The problem
Run through the records and show each line that includes the string "Serialize".

Collected data
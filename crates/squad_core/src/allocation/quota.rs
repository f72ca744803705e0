use crate::models::Position;
use crate::rules::AllocationRules;
use serde::{Deserialize, Serialize};

/// Guards the floor against ratios such as 0.35 * 20 landing a hair below 7.
const RATIO_EPSILON: f64 = 1e-9;

/// Target starter count per position for one team.
#[derive(Debug, Clone, Copy, Serialize, Deserialize, PartialEq, Eq, Default)]
pub struct PositionQuota {
    pub goalkeepers: usize,
    pub defenders: usize,
    pub midfielders: usize,
    pub forwards: usize,
}

impl PositionQuota {
    /// Goalkeepers first, then floor(ratio * outfield) defenders and
    /// midfielders; forwards take the remainder so the quota sums to capacity.
    pub fn for_capacity(capacity: usize, rules: &AllocationRules) -> Self {
        let goalkeepers = rules.goalkeepers_per_team.min(capacity);
        let outfield = capacity - goalkeepers;
        let share = |ratio: f64| (outfield as f64 * ratio + RATIO_EPSILON).floor() as usize;

        let defenders = share(rules.defender_ratio).min(outfield);
        let midfielders = share(rules.midfielder_ratio).min(outfield - defenders);
        let forwards = outfield - defenders - midfielders;

        Self { goalkeepers, defenders, midfielders, forwards }
    }

    pub fn get(&self, position: Position) -> usize {
        match position {
            Position::Goalkeeper => self.goalkeepers,
            Position::Defender => self.defenders,
            Position::Midfielder => self.midfielders,
            Position::Forward => self.forwards,
        }
    }

    pub fn total(&self) -> usize {
        self.goalkeepers + self.defenders + self.midfielders + self.forwards
    }

    pub fn outfield(&self) -> usize {
        self.total() - self.goalkeepers
    }
}
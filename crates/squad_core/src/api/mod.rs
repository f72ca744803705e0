pub mod json_api;

pub use json_api::{
    allocate_teams_json, score_player_json, AllocateRequest, AllocateResponse, RosterEntryData,
    ScoreEdit, ScoreRequest, ScoreResponse, SCHEMA_VERSION,
};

Written response
use serde::{Deserialize, Serialize};
#[derive(Debug, Clone, Copy, Serialize, Deserialize, PartialEq, Eq, Default)]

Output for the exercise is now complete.